RE: Christianity's Valuable Contributions to Humanity: An Examination of Militant Atheism
June 19, 2023 at 5:29 pm
(This post was last modified: June 19, 2023 at 5:43 pm by Deesse23.)
(June 19, 2023 at 4:18 pm)Nishant Xavier Wrote: King Richard the Lionheart of England, one of the Crusaders, when offered the Crown of Jerusalem, said: "I will not wear a Crown of Gold where Christ my King wore a Crown of Thorns". This man was not after power and wealth, nor driven by bloodlust, and it would be madness to think he was, any more than to think the Allies who liberated Germany from the Nazis on D-Day were. Read the history for yourself and then assess.Lionheart, not after power and wealth, not driven by bloodlust, offered the crown of Jerusalem


That was Raimond of Touluse, you dolt, and the first crusade. During the third crusade there was no crown to offer to Lionheart. The reason for the entire 3rd crusade was that Jerusalem was lost to Saladin. If you had ANY clue what the fuck you are talking about, if you werent just mindlessly copy-pasting articles from other people you would have known that something must be wrong with this.
Back to Raimond, unlike most other crusaders he wanted to keep his oath, but he also was part of the crusade that massacred probably 50.000 people in Jerusalem, muslims AND christians (because to a westerner the people looked and behaved all the same).
He was actually so pious that he* swore an oath to Alexios to give back any conquered territory. And when Jerusalem was taken he gave it back.....nahh, im just joking

Back to the first crusade. The normans, vassals of the Pope and arch enemies of the Byzantines of course had no intentions to do ANYTHING for Alexios as well. Alexios actually was scared of them and made sure to send them asap over to the Turks......Yeah, Bohemund of Taranto took Antiochia for himself**. He didnt even bother to go full Jerusalem. How noble, how christian, how catholic. I repeat: those who were the closest to the pope, were least inclined to keep their oath and help the Byzantines.
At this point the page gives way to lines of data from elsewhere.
//! Benchmark for corpus aggregation, designed to mirror the Python workflow.
//!
//! `analyze_games()` in Python hands a list of PGN strings to `analyze_pgns`,
//! which loads, replays and aggregates every game on a rayon pool. This
//! benchmark times that call on a corpus read from `PIECE_HEATMAP_PGN`
//! (default `games.pgn`), falling back to a small built-in corpus, and then
//! runs criterion over single-game replay and threat classification.

use criterion::Criterion;
use std::fs;
use std::hint::black_box;
use std::time::Instant;
use tracing_subscriber::EnvFilter;

use piece_heatmap::{
    analyze_game, analyze_pgns, load_game, parse_selector, AnalysisConfig, GameFilter,
};

const DEFAULT_PATH: &str = "games.pgn";

const BUILTIN: &[&str] = &[
    "1. e4 e5 2. Nf3 Nc6 3. Bb5 a6 4. Ba4 Nf6 5. O-O Be7 6. Re1 b5 7. Bb3 d6 8. c3 O-O *",
    "1. d4 Nf6 2. c4 e6 3. Nc3 Bb4 4. e3 O-O 5. Bd3 d5 6. Nf3 c5 7. O-O dxc4 8. Bxc4 *",
    "1. e4 c5 2. Nf3 d6 3. d4 cxd4 4. Nxd4 Nf6 5. Nc3 a6 6. Be3 e5 7. Nb3 Be6 8. f3 *",
    "1. e4 d5 2. exd5 Qxd5 3. Nc3 Qa5 4. d4 Nf6 5. Nf3 Bf5 6. Bc4 e6 7. Bd2 c6 *",
    "1. e4 a6 2. e5 d5 3. exd6 cxd6 4. d4 Nf6 5. Nf3 g6 6. Bd3 Bg7 7. O-O O-O *",
];

/// Split a multi-game PGN file on its `[Event` tags.
fn read_corpus(path: &str) -> Vec<String> {
    let Ok(content) = fs::read_to_string(path) else {
        println!("{} not found, using built-in corpus.", path);
        return BUILTIN
            .iter()
            .cycle()
            .take(BUILTIN.len() * 2000)
            .map(|s| s.to_string())
            .collect();
    };
    content
        .split("\n[Event ")
        .filter(|game| !game.trim().is_empty())
        .map(|game| {
            if game.starts_with("[Event ") {
                game.to_string()
            } else {
                format!("[Event {}", game)
            }
        })
        .collect()
}

/// Time the whole corpus the way `analyze_games()` runs it.
pub fn bench_corpus(pgns: &[String]) {
    let filter = parse_selector("white knight").expect("Invalid selector");
    let config = AnalysisConfig::default();

    let start = Instant::now();
    let totals = analyze_pgns(pgns, &filter, &config).expect("Analysis failed");
    let duration = start.elapsed();

    println!("Analysis time: {:?}", duration);
    println!(
        "Analyzed {} games, skipped {}, {} visits.",
        totals.games,
        totals.skipped,
        totals.occupancy.total()
    );
}

/// Per-game cost of replay plus threat classification.
pub fn bench_single_game(c: &mut Criterion) {
    let record = load_game(BUILTIN[0], &GameFilter::default())
        .expect("Invalid PGN")
        .expect("Game filtered out");
    let knights = parse_selector("white knight").expect("Invalid selector");
    let pawns = parse_selector("white pawn").expect("Invalid selector");

    c.bench_function("analyze_game knights", |b| {
        b.iter(|| analyze_game(black_box(&record), black_box(&knights)))
    });
    c.bench_function("analyze_game pawns", |b| {
        b.iter(|| analyze_game(black_box(&record), black_box(&pawns)))
    });
}

fn main() {
    tracing_subscriber::fmt()
        .with_env_filter(EnvFilter::try_from_default_env().unwrap_or_else(|_| "warn".into()))
        .init();

    let path = std::env::var("PIECE_HEATMAP_PGN").unwrap_or_else(|_| DEFAULT_PATH.to_string());
    let pgns = read_corpus(&path);
    println!("Read {} games.", pgns.len());

    println!("=== Corpus (analyze_pgns) ===\n");
    bench_corpus(&pgns);

    println!("\n=== Single game (criterion) ===\n");
    let mut criterion = Criterion::default().configure_from_args();
    bench_single_game(&mut criterion);
    criterion.final_summary();
}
It it, by the way, conceivable that it was not piety that prevented Raimond from accepting the crown of Jerusalem, but.....Tripolis needed to be conquered too. So, yeah, he was probably driven by hunger for power. But, cool story you told there, bro, just ab-so-fuck-ing-lutely wrong.
Yeah, those great and noble crusaders.......men of honor, not at all like todays politicians. Yeah, the crusades, those were times, no infighting no power- and land grab under the pretense of religion/christianity. Just devout christians....ah, those were the days *swoons*
Unlike you, i have actually READ my history books. Real books, not the sanitized feel good version for little children. Im not mindlessly copying shit, unlike you.
*like any other prince did, otherwise the Byzantine emperor would not have shipped them across the Bosporus
** not after a major struggle with Raimond of Toulouse, who wanted to give it back to Alexios, according to his oath.